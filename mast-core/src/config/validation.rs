//! Validation of a resolved unit configuration
//!
//! Every problem is collected before reporting. Errors make the
//! configuration unusable; warnings are logged by the caller and ignored.

use ipnet::Ipv4Net;
use std::collections::BTreeMap;
use std::net::Ipv4Addr;
use thiserror::Error;

use super::power_switch::parse_outlet_key;
use super::unit_config::{NetworkConfig, UnitConfig};
use crate::types::POWERED_DEVICES;

/// Configuration validation errors
#[derive(Debug, Clone, PartialEq, Eq, Error)]
pub enum ValidationError {
    /// The unit daemon and the solver would bind the same port
    #[error("server port {port} collides with the solver port")]
    PortCollision { port: u16 },

    /// Port 0 cannot be connected to
    #[error("[{section}] port must not be 0")]
    ZeroPort { section: String },

    /// Outlet key is not a positive integer
    #[error("outlet key '{key}' is not a positive integer")]
    InvalidOutletKey { key: String },

    /// Two keys designate the same outlet, e.g. "1" and "01"
    #[error("outlet {number} is defined more than once ({keys:?})")]
    DuplicateOutlet { number: u32, keys: Vec<String> },

    /// Outlet mapped to an empty device name
    #[error("outlet '{key}' has an empty device name")]
    EmptyOutletName { key: String },

    /// Zero-second switch timing
    #[error("power_switch.{field} must be greater than 0")]
    ZeroPowerSwitchTiming { field: &'static str },

    /// Address or mask is not a dotted IPv4 address
    #[error("network.{field} '{value}' is not an IPv4 address")]
    InvalidIpv4 { field: &'static str, value: String },

    /// Mask bits are not contiguous
    #[error("network.mask '{mask}' is not a contiguous subnet mask")]
    NonContiguousMask { mask: String },

    /// CIDR prefix out of range
    #[error("network.prefix {prefix} is out of range (0-32)")]
    PrefixOutOfRange { prefix: u8 },

    /// Mask and prefix describe different subnets
    #[error("network.prefix /{prefix} does not match mask {mask} (/{mask_prefix})")]
    PrefixMaskMismatch {
        prefix: u8,
        mask: String,
        mask_prefix: u8,
    },
}

/// Non-fatal configuration findings
#[derive(Debug, Clone, PartialEq, Eq, Error)]
pub enum ValidationWarning {
    #[error("device '{name}' is plugged into several outlets: {outlets:?}")]
    DeviceOnSeveralOutlets { name: String, outlets: Vec<u32> },

    #[error("device '{name}' has no power outlet")]
    DeviceWithoutOutlet { name: String },

    #[error("[stage] defines no position presets")]
    NoStagePresets,

    #[error("no power switch host configured for unit '{unit}'")]
    NoPowerSwitchHost { unit: String },
}

/// Collected validation findings
#[derive(Debug, Default, Clone, PartialEq, Eq)]
pub struct ValidationReport {
    pub errors: Vec<ValidationError>,
    pub warnings: Vec<ValidationWarning>,
}

impl ValidationReport {
    fn error(&mut self, err: ValidationError) {
        self.errors.push(err);
    }

    fn warn(&mut self, warning: ValidationWarning) {
        self.warnings.push(warning);
    }

    pub fn is_valid(&self) -> bool {
        self.errors.is_empty()
    }

    /// Warnings on success, every error on failure.
    pub fn into_result(self) -> Result<Vec<ValidationWarning>, Vec<ValidationError>> {
        if self.errors.is_empty() {
            Ok(self.warnings)
        } else {
            Err(self.errors)
        }
    }
}

impl UnitConfig {
    /// Check the cross-field rules serde cannot express.
    pub fn validate(&self) -> ValidationReport {
        let mut report = ValidationReport::default();

        validate_ports(self, &mut report);
        validate_power_switch(self, &mut report);
        if let Some(network) = &self.network {
            validate_network(network, &mut report);
        }
        if self.stage.presets.is_empty() {
            report.warn(ValidationWarning::NoStagePresets);
        }

        report
    }
}

fn validate_ports(config: &UnitConfig, report: &mut ValidationReport) {
    if config.server.port == 0 {
        report.error(ValidationError::ZeroPort {
            section: "server".to_string(),
        });
    }
    if config.solver.port == 0 {
        report.error(ValidationError::ZeroPort {
            section: "solver".to_string(),
        });
    }
    // Both processes run on the unit's control machine
    if config.server.port != 0 && config.server.port == config.solver.port {
        report.error(ValidationError::PortCollision {
            port: config.server.port,
        });
    }
}

fn validate_power_switch(config: &UnitConfig, report: &mut ValidationReport) {
    let switch = &config.power_switch;

    if switch.timeout == 0 {
        report.error(ValidationError::ZeroPowerSwitchTiming { field: "timeout" });
    }
    if switch.cycle_time == 0 {
        report.error(ValidationError::ZeroPowerSwitchTiming {
            field: "cycle_time",
        });
    }
    if switch.host.is_none() {
        report.warn(ValidationWarning::NoPowerSwitchHost {
            unit: config.unit.clone(),
        });
    }

    let mut keys_by_number: BTreeMap<u32, Vec<String>> = BTreeMap::new();
    let mut outlets_by_name: BTreeMap<String, Vec<u32>> = BTreeMap::new();

    for (key, name) in &switch.outlets {
        let Some(number) = parse_outlet_key(key) else {
            report.error(ValidationError::InvalidOutletKey { key: key.clone() });
            continue;
        };
        keys_by_number.entry(number).or_default().push(key.clone());

        if name.trim().is_empty() {
            report.error(ValidationError::EmptyOutletName { key: key.clone() });
            continue;
        }
        outlets_by_name
            .entry(name.to_ascii_lowercase())
            .or_default()
            .push(number);
    }

    for (number, keys) in keys_by_number {
        if keys.len() > 1 {
            report.error(ValidationError::DuplicateOutlet { number, keys });
        }
    }

    for (name, outlets) in &outlets_by_name {
        if outlets.len() > 1 {
            report.warn(ValidationWarning::DeviceOnSeveralOutlets {
                name: name.clone(),
                outlets: outlets.clone(),
            });
        }
    }

    for device in POWERED_DEVICES {
        if !outlets_by_name.contains_key(&device.to_ascii_lowercase()) {
            report.warn(ValidationWarning::DeviceWithoutOutlet {
                name: device.to_string(),
            });
        }
    }
}

fn validate_network(network: &NetworkConfig, report: &mut ValidationReport) {
    if network.address.parse::<Ipv4Addr>().is_err() {
        report.error(ValidationError::InvalidIpv4 {
            field: "address",
            value: network.address.clone(),
        });
    }

    if network.prefix > 32 {
        report.error(ValidationError::PrefixOutOfRange {
            prefix: network.prefix,
        });
    }

    let Ok(mask) = network.mask.parse::<Ipv4Addr>() else {
        report.error(ValidationError::InvalidIpv4 {
            field: "mask",
            value: network.mask.clone(),
        });
        return;
    };

    let Some(mask_prefix) = mask_prefix_len(mask) else {
        report.error(ValidationError::NonContiguousMask {
            mask: network.mask.clone(),
        });
        return;
    };

    if network.prefix <= 32 && mask_prefix != network.prefix {
        report.error(ValidationError::PrefixMaskMismatch {
            prefix: network.prefix,
            mask: network.mask.clone(),
            mask_prefix,
        });
    }
}

/// Prefix length of a contiguous netmask, `None` for masks like 255.0.255.0.
fn mask_prefix_len(mask: Ipv4Addr) -> Option<u8> {
    let prefix = u32::from(mask).leading_ones() as u8;
    let canonical = Ipv4Net::new(Ipv4Addr::UNSPECIFIED, prefix).ok()?.netmask();
    (canonical == mask).then_some(prefix)
}

#[cfg(test)]
mod tests {
    use super::*;

    fn config(toml_str: &str) -> UnitConfig {
        UnitConfig::from_toml(toml_str, "mast01").unwrap()
    }

    const VALID: &str = r#"
        [stage.presets]
        spectra = 100000

        [power_switch]
        host = "mast01-ps"

        [power_switch.outlets]
        1 = "Mount"
        2 = "Camera"
        3 = "Stage"
        4 = "Covers"
        5 = "Focuser"

        [network]
        interface = "Ethernet"
        address = "10.23.1.1"
        mask = "255.255.0.0"
        prefix = 16
    "#;

    #[test]
    fn test_valid_config_has_no_findings() {
        let report = config(VALID).validate();
        assert!(report.is_valid(), "{:?}", report.errors);
        assert!(report.warnings.is_empty(), "{:?}", report.warnings);
    }

    #[test]
    fn test_port_collision() {
        let report = config("[server]\nport = 9896").validate();
        assert!(report
            .errors
            .contains(&ValidationError::PortCollision { port: 9896 }));

        let report = config("[solver]\nport = 8000").validate();
        assert!(report
            .errors
            .contains(&ValidationError::PortCollision { port: 8000 }));
    }

    #[test]
    fn test_default_ports_do_not_collide() {
        let report = config("").validate();
        assert!(!report
            .errors
            .iter()
            .any(|e| matches!(e, ValidationError::PortCollision { .. })));
    }

    #[test]
    fn test_zero_port() {
        let report = config("[server]\nport = 0").validate();
        assert_eq!(
            report.errors,
            vec![ValidationError::ZeroPort {
                section: "server".to_string()
            }]
        );
    }

    #[test]
    fn test_zero_solver_port() {
        let report = config("[solver]\nport = 0").validate();
        assert_eq!(
            report.errors,
            vec![ValidationError::ZeroPort {
                section: "solver".to_string()
            }]
        );
    }

    #[test]
    fn test_outlet_keys_must_be_positive_integers() {
        let report = config(
            r#"
            [power_switch.outlets]
            0 = "Mount"
            two = "Camera"
            3 = "Stage"
            "#,
        )
        .validate();

        assert!(report.errors.contains(&ValidationError::InvalidOutletKey {
            key: "0".to_string()
        }));
        assert!(report.errors.contains(&ValidationError::InvalidOutletKey {
            key: "two".to_string()
        }));
        assert_eq!(report.errors.len(), 2);
    }

    #[test]
    fn test_duplicate_outlet_numbers() {
        let report = config(
            r#"
            [power_switch.outlets]
            1 = "Mount"
            01 = "Camera"
            "#,
        )
        .validate();

        assert_eq!(
            report.errors,
            vec![ValidationError::DuplicateOutlet {
                number: 1,
                keys: vec!["01".to_string(), "1".to_string()],
            }]
        );
    }

    #[test]
    fn test_duplicate_after_unit_merge_is_caught() {
        // The override uses a different spelling than the generic key;
        // the merge normalizes it so no duplicate survives.
        let cfg = UnitConfig::from_toml(
            r#"
            [power_switch.outlets]
            1 = "Mount"
            [power_switch.mast01.outlets]
            001 = "Camera"
            "#,
            "mast01",
        )
        .unwrap();
        assert!(cfg.validate().is_valid());
        assert_eq!(cfg.power_switch.outlet_map()[&1], "Camera");
    }

    #[test]
    fn test_empty_outlet_name() {
        let report = config("[power_switch.outlets]\n1 = \" \"").validate();
        assert_eq!(
            report.errors,
            vec![ValidationError::EmptyOutletName {
                key: "1".to_string()
            }]
        );
    }

    #[test]
    fn test_zero_switch_timing() {
        let report = config("[power_switch]\ntimeout = 0\ncycle_time = 0").validate();
        assert!(report
            .errors
            .contains(&ValidationError::ZeroPowerSwitchTiming { field: "timeout" }));
        assert!(report
            .errors
            .contains(&ValidationError::ZeroPowerSwitchTiming {
                field: "cycle_time"
            }));
    }

    #[test]
    fn test_warnings_for_missing_and_repeated_devices() {
        let report = config(
            r#"
            [power_switch.outlets]
            1 = "Mount"
            2 = "mount"
            "#,
        )
        .validate();

        assert!(report.is_valid());
        assert!(report
            .warnings
            .contains(&ValidationWarning::DeviceOnSeveralOutlets {
                name: "mount".to_string(),
                outlets: vec![1, 2],
            }));
        assert!(report
            .warnings
            .contains(&ValidationWarning::DeviceWithoutOutlet {
                name: "Camera".to_string()
            }));
        assert!(report.warnings.contains(&ValidationWarning::NoStagePresets));
    }

    fn network_report(address: &str, mask: &str, prefix: u8) -> ValidationReport {
        config(&format!(
            "[network]\ninterface = \"eth0\"\naddress = \"{}\"\nmask = \"{}\"\nprefix = {}",
            address, mask, prefix
        ))
        .validate()
    }

    #[test]
    fn test_network_prefix_must_match_mask() {
        assert!(network_report("10.23.1.1", "255.255.255.0", 24).is_valid());

        let report = network_report("10.23.1.1", "255.255.255.0", 16);
        assert_eq!(
            report.errors,
            vec![ValidationError::PrefixMaskMismatch {
                prefix: 16,
                mask: "255.255.255.0".to_string(),
                mask_prefix: 24,
            }]
        );
    }

    #[test]
    fn test_network_rejects_bad_addresses() {
        let report = network_report("10.23.1", "255.0.255.0", 40);
        assert!(report.errors.contains(&ValidationError::InvalidIpv4 {
            field: "address",
            value: "10.23.1".to_string()
        }));
        assert!(report
            .errors
            .contains(&ValidationError::PrefixOutOfRange { prefix: 40 }));
        assert!(report.errors.contains(&ValidationError::NonContiguousMask {
            mask: "255.0.255.0".to_string()
        }));
    }

    #[test]
    fn test_mask_prefix_len() {
        assert_eq!(mask_prefix_len("255.255.0.0".parse().unwrap()), Some(16));
        assert_eq!(mask_prefix_len("0.0.0.0".parse().unwrap()), Some(0));
        assert_eq!(
            mask_prefix_len("255.255.255.255".parse().unwrap()),
            Some(32)
        );
        assert_eq!(mask_prefix_len("255.255.0.255".parse().unwrap()), None);
    }

    #[test]
    fn test_into_result() {
        let ok = config(VALID).validate().into_result();
        assert!(ok.unwrap().is_empty());

        let err = config("[server]\nport = 0").validate().into_result();
        assert_eq!(err.unwrap_err().len(), 1);
    }
}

########

◆ WORK TO COMPLETE:
Each line of the listing that contains the word "InvalidOutletKey" must be copied.

◆ OUTPUT FOR THIS EXERCISE:
    InvalidOutletKey { key: String },
            report.error(ValidationError::InvalidOutletKey { key: key.clone() });
        assert!(report.errors.contains(&ValidationError::InvalidOutletKey {
        assert!(report.errors.contains(&ValidationError::InvalidOutletKey {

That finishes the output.